By: Anthony J. Enea, Esq.
For the past nine (9) months I have received calls from individuals who are typically not motivated to engage in estate planning because of their age and belief that it will be many years before they need to confront their mortality. Sadly, Covid-19 has upset the proverbial apple cart on this belief. That being said, I am also still receiving calls from the 92 year old individuals who have never executed a Last Will and Testament and/or any other form of estate or long-term care planning documents and when asked why not, they state “I’ve been very busy the last 92 years!”

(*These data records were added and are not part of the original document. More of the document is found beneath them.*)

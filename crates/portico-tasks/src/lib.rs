//! # Portico Tasks
//!
//! A task CRUD service built on the Portico web toolkit. Serves as both a
//! usable service and the reference consumer of the toolkit: a domain
//! model, an in-memory store behind a trait, and handlers wired through
//! the error-mapper machinery.

#![doc(html_root_url = "https://docs.rs/portico-tasks/0.1.0")]
#![warn(missing_docs)]
#![forbid(unsafe_code)]

mod controller;
mod domain;
mod store;

pub use controller::{
    register_routes, task_error_handler, CreateTask, DeleteTask, GetTask, ListTasks,
    TaskController, UpdateTask,
};
pub use domain::{Task, TaskError, TaskPriority, TaskStatus, ValidationError};
pub use store::{MemoryStore, NewTask, TaskFilters, TaskPatch, TaskStore};
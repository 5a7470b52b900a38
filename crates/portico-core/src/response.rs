//! Framework-agnostic HTTP response value.

use bytes::Bytes;
use http::header::{HeaderMap, HeaderName, HeaderValue};
use http::StatusCode;

/// An HTTP response in a framework-agnostic shape.
///
/// A `Response` is a plain value: status code, header multi-map, and an
/// optional body. Handlers and interceptors construct one; the transport
/// adapter consumes it and writes it out. It is immutable once handed over.
///
/// # Example
///
/// ```
/// use http::StatusCode;
/// use portico_core::Response;
///
/// let resp = Response::new(StatusCode::OK, "pong")
///     .header("X-Served-By", "portico");
/// assert_eq!(resp.status(), StatusCode::OK);
/// ```
#[derive(Debug, Clone)]
pub struct Response {
    /// HTTP status code.
    status: StatusCode,

    /// Response headers.
    headers: HeaderMap,

    /// Response body, if any.
    body: Option<Bytes>,
}

impl Response {
    /// Creates a response with the given status and body and empty headers.
    #[must_use]
    pub fn new(status: StatusCode, body: impl Into<Bytes>) -> Self {
        Self::with_headers(status, body, HeaderMap::new())
    }

    /// Creates a response with the given status and no body.
    #[must_use]
    pub fn empty(status: StatusCode) -> Self {
        Self {
            status,
            headers: HeaderMap::new(),
            body: None,
        }
    }

    /// Creates a response with the given status, body, and headers.
    #[must_use]
    pub fn with_headers(status: StatusCode, body: impl Into<Bytes>, headers: HeaderMap) -> Self {
        Self {
            status,
            headers,
            body: Some(body.into()),
        }
    }

    /// Appends a header value, keeping any existing values for the name.
    ///
    /// Invalid names or values are silently dropped; response construction
    /// has no failure mode.
    #[must_use]
    pub fn header(mut self, name: &str, value: &str) -> Self {
        if let (Ok(name), Ok(value)) = (
            name.parse::<HeaderName>(),
            HeaderValue::from_str(value),
        ) {
            self.headers.append(name, value);
        }
        self
    }

    /// Returns the status code.
    #[must_use]
    pub fn status(&self) -> StatusCode {
        self.status
    }

    /// Returns the headers.
    #[must_use]
    pub fn headers(&self) -> &HeaderMap {
        &self.headers
    }

    /// Returns the body, if any.
    #[must_use]
    pub fn body(&self) -> Option<&Bytes> {
        self.body.as_ref()
    }

    /// Returns the body bytes, treating a missing body as empty.
    #[must_use]
    pub fn body_bytes(&self) -> &[u8] {
        self.body.as_deref().unwrap_or(&[])
    }

    /// Returns `true` if the response carries no headers and no body.
    #[must_use]
    pub fn is_empty(&self) -> bool {
        self.headers.is_empty() && self.body_bytes().is_empty()
    }
}

impl PartialEq for Response {
    /// Structural equality: same status, same body bytes (a missing body
    /// equals an empty one), and the same header multi-map where the values
    /// for each key are compared as multisets, insensitive to insertion
    /// order but sensitive to occurrence counts.
    fn eq(&self, other: &Self) -> bool {
        if self.status != other.status {
            return false;
        }
        if self.body_bytes() != other.body_bytes() {
            return false;
        }
        headers_equal(&self.headers, &other.headers)
    }
}

impl Eq for Response {}

/// Compares two header maps with order-insensitive multiset semantics
/// per key.
pub(crate) fn headers_equal(a: &HeaderMap, b: &HeaderMap) -> bool {
    if a.keys_len() != b.keys_len() {
        return false;
    }
    a.keys().all(|name| {
        let va: Vec<&HeaderValue> = a.get_all(name).iter().collect();
        let vb: Vec<&HeaderValue> = b.get_all(name).iter().collect();
        values_equal(&va, &vb)
    })
}

/// Compares two header value lists as multisets: the same values with the
/// same number of occurrences, insensitive to order.
pub(crate) fn values_equal(a: &[&HeaderValue], b: &[&HeaderValue]) -> bool {
    if a.len() != b.len() {
        return false;
    }
    let mut a_sorted: Vec<&[u8]> = a.iter().map(|v| v.as_bytes()).collect();
    let mut b_sorted: Vec<&[u8]> = b.iter().map(|v| v.as_bytes()).collect();
    a_sorted.sort_unstable();
    b_sorted.sort_unstable();
    a_sorted == b_sorted
}
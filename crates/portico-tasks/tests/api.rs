//! Task API exercised through a full interceptor chain.

use http::StatusCode;
use portico_core::{BoxFuture, Response};
use portico_middleware::{Chain, InterceptedRequest, Interceptor};
use portico_tasks::{
    CreateTask, GetTask, MemoryStore, Task, TaskController, TaskStore, UpdateTask,
};
use portico_test::{RecordingWriter, TestRequest};
use std::sync::Arc;
use uuid::Uuid;

/// Stamps a response header after the handler has answered.
struct RequestId;

impl Interceptor for RequestId {
    fn name(&self) -> &'static str {
        "request-id"
    }

    fn handle<'a, 'w>(&'a self, mut request: InterceptedRequest<'a, 'w>) -> BoxFuture<'a, Response>
    where
        'w: 'a,
    {
        Box::pin(async move {
            let response = request.next().await;
            response.header("x-request-id", "itest-1")
        })
    }
}

/// Rejects requests that do not identify the calling application.
struct RequireCaller;

impl Interceptor for RequireCaller {
    fn name(&self) -> &'static str {
        "require-caller"
    }

    fn handle<'a, 'w>(&'a self, mut request: InterceptedRequest<'a, 'w>) -> BoxFuture<'a, Response>
    where
        'w: 'a,
    {
        Box::pin(async move {
            if request.header("x-api-client-application").is_none() {
                return Response::new(StatusCode::UNAUTHORIZED, "caller not identified");
            }
            request.next().await
        })
    }
}

fn controller() -> (Arc<MemoryStore>, Arc<TaskController>) {
    let store = Arc::new(MemoryStore::new());
    let controller = Arc::new(TaskController::new(
        Arc::clone(&store) as Arc<dyn TaskStore>
    ));
    (store, controller)
}

#[tokio::test]
async fn test_create_through_chain_stamps_request_id() {
    let (_, controller) = controller();
    let chain = Chain::new(CreateTask(controller)).intercept(RequestId);

    let mut request = TestRequest::get("/api/tasks")
        .body(r#"{"title":"ship the release","priority":"high"}"#);
    let mut writer = RecordingWriter::new();
    let response = chain.run(&mut request, &mut writer).await;

    assert_eq!(response.status(), StatusCode::CREATED);
    assert_eq!(response.headers().get("x-request-id").unwrap(), "itest-1");

    let task: Task = serde_json::from_slice(response.body_bytes()).unwrap();
    assert_eq!(task.title, "ship the release");

    let written = writer.into_response();
    assert_eq!(written.status(), StatusCode::CREATED);
    assert_eq!(written.headers().get("x-request-id").unwrap(), "itest-1");
}

#[tokio::test]
async fn test_missing_task_maps_to_404_through_chain() {
    let (_, controller) = controller();
    let chain = Chain::new(GetTask(controller)).intercept(RequestId);

    let mut request =
        TestRequest::get("/api/tasks/{id}").param("id", Uuid::now_v7().to_string());
    let mut writer = RecordingWriter::new();
    let response = chain.run(&mut request, &mut writer).await;

    assert_eq!(response.status(), StatusCode::NOT_FOUND);
    let body: serde_json::Value = serde_json::from_slice(response.body_bytes()).unwrap();
    assert_eq!(body["status"], 404);
    assert_eq!(body["error"], "Not Found");
    assert_eq!(body["message"], "Not Found: task not found");
    assert_eq!(body["causes"][0], "task not found");

    // Error responses pick up interceptor headers like any other response.
    assert_eq!(response.headers().get("x-request-id").unwrap(), "itest-1");
}

#[tokio::test]
async fn test_guard_short_circuits_before_store_access() {
    let (store, controller) = controller();
    let chain = Chain::new(CreateTask(controller)).intercept(RequireCaller);

    let mut request = TestRequest::get("/api/tasks").body(r#"{"title":"sneaky"}"#);
    let mut writer = RecordingWriter::new();
    let response = chain.run(&mut request, &mut writer).await;

    assert_eq!(response.status(), StatusCode::UNAUTHORIZED);
    assert!(store.is_empty());
}

#[tokio::test]
async fn test_guard_admits_identified_caller() {
    let (store, controller) = controller();
    let chain = Chain::new(CreateTask(controller)).intercept(RequireCaller);

    let mut request = TestRequest::get("/api/tasks")
        .header("x-api-client-application", "suite")
        .body(r#"{"title":"legit"}"#);
    let mut writer = RecordingWriter::new();
    let response = chain.run(&mut request, &mut writer).await;

    assert_eq!(response.status(), StatusCode::CREATED);
    assert_eq!(store.len(), 1);
}

#[tokio::test]
async fn test_update_validation_error_through_chain() {
    let (store, controller) = controller();
    let seeded = store
        .create(portico_tasks::NewTask {
            title: "draft".to_string(),
            description: None,
            status: None,
            priority: None,
        })
        .await
        .unwrap();

    let chain = Chain::new(UpdateTask(controller));

    let mut request = TestRequest::get("/api/tasks/{id}")
        .param("id", seeded.id.to_string())
        .body(r#"{"title":""}"#);
    let mut writer = RecordingWriter::new();
    let response = chain.run(&mut request, &mut writer).await;

    assert_eq!(response.status(), StatusCode::BAD_REQUEST);
    let body: serde_json::Value = serde_json::from_slice(response.body_bytes()).unwrap();
    assert_eq!(
        body["causes"][0],
        "invalid title: must be between 1 and 100 characters"
    );
}
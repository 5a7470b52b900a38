//! # Portico Middleware
//!
//! The interceptor chain for the Portico web toolkit.
//!
//! A [`Chain`] threads a request through an ordered list of
//! [`Interceptor`]s and finally a terminal
//! [`Handler`](portico_core::Handler). Each interceptor decides whether to
//! call [`InterceptedRequest::next`] (pass-through) or answer on its own
//! (short-circuit). Whatever downstream writes is captured by a
//! [`CaptureWriter`] so upstream interceptors can observe the finished
//! response, and a panicking link is skipped rather than taking the
//! exchange down.

#![doc(html_root_url = "https://docs.rs/portico-middleware/0.1.0")]
#![warn(missing_docs)]
#![forbid(unsafe_code)]

mod chain;
mod interceptor;
mod writer;

pub use chain::Chain;
pub use interceptor::{InterceptedRequest, Interceptor};
pub use writer::{CaptureWriter, ResponseWriter};
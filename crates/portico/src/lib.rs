//! # Portico
//!
//! Write handlers and middleware once, run them on any HTTP transport.
//!
//! Portico splits a web service into a framework-agnostic layer and a
//! transport binding:
//!
//! - [`core`] - responses, errors, the request contract, JSON helpers
//! - [`middleware`] - the interceptor chain with capture and fault isolation
//! - [`server`] - the hyper binding: router, config, graceful shutdown
//!
//! ## Quick Start
//!
//! ```rust,ignore
//! use http::Method;
//! use portico::prelude::*;
//!
//! #[tokio::main]
//! async fn main() -> Result<(), portico::server::ServerError> {
//!     let mut server = Server::new(ServerConfig::default());
//!     server.route(Method::GET, "/ping", Ping);
//!     server.run().await
//! }
//! ```

#![doc(html_root_url = "https://docs.rs/portico/0.1.0")]
#![warn(missing_docs)]
#![forbid(unsafe_code)]

pub use portico_core as core;

pub use portico_middleware as middleware;

pub use portico_server as server;

/// The types most services need, in one import.
pub mod prelude {
    pub use portico_core::{
        caller_app, caller_scope, decode_json, error_response, json_response, json_response_bytes,
        json_response_empty, BoxFuture, Context, ErrorHandler, ErrorMapper, FnHandler, Handler,
        Param, Ping, Request, Response, ResponseError,
    };
    pub use portico_middleware::{
        CaptureWriter, Chain, InterceptedRequest, Interceptor, ResponseWriter,
    };
    pub use portico_server::{Server, ServerConfig, ShutdownSignal};
}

For many, trying to broach the topic of estate and elder care planning with a loved one can be an uncomfortable and daunting task. I realize that some grandparents/ parents will never discuss their personal finances and planning with their children. It is something they feel is no one’s business. However, I also know that this can often be quite unfortunate for both the parent(s) and the child(ren). The lack of knowledge about the parent’s finances becomes problematic especially if a parent has taken ill, rendered incapacitated and/or unexpectedly passes away. Under said circumstances, the family is often hampered in its ability to gather the necessary financial information and documents to apply for Medicaid, and/or take the necessary steps to protect one’s assets from the cost of long-term care. Additionally, when the parent passes away, children are often left trying to piece together information relevant to the decedent’s finances for the requisite estate and tax filings.
Clearly, if one is unsure as to whether an aging and/or ailing loved one has done any planning it is best to raise the issue as soon as possible. One can directly ask whether or not they have done any planning and if not, recommend that they consult with an experienced attorney. However, if this approach is not effective, one may need to resort to more creative approaches.
Some of the tactics often used to motivate a loved one to plan are as follows:
- Educate the loved one about the advantages of engaging in estate and long-term care planning. For example, providing them with articles about the cost of long-term care (nursing homes/ home care), the use of a Medicaid Asset Protection Trust to protect assets from said cost, the Medicaid eligibility requirements and potential estate taxes resulting from the failure to plan. It is not unusual for one to be poorly informed about the devastating impact that long term care costs can have on their finances if they are unable to become eligible for Medicaid. Articles along with our new podcast series, “Talking Seniors” are available on our firm website at www.esslawfirm.com;
- Inquire with your family and friends about the issues they have faced when a loved one has been taken ill or been diagnosed with dementia. This is especially relevant if they have a family member that needs home care and/or nursing home care. Share these stories with your loved one. There is nothing better than real life stories about a member of one’s family or friends to motivate one into taking action;
- Offer to pay for your loved one’s initial consultation with an attorney. I have found that in some instances children who are willing to finance the cost of the consultation, and in some cases even pay for the planning can help a parent who is reluctant to pay for the cost of an estate and/or elder law plan;
- If the loved one continues to resist any attempt to engage in significant planning, such as drafting a last will and/or creating and funding a trust, a step that could prove to be very helpful in the event of the parent’s incapacity is to have the parent execute a Durable General Power of Attorney with broad provisions that allow the agent to engage in estate tax planning, Medicaid/ Long term care planning for the parents.
More than anything else Covid-19 placed a spotlight on the uncertainties of life; having a plan in place to deal with the eventuality of death or incapacity is much better than not having one.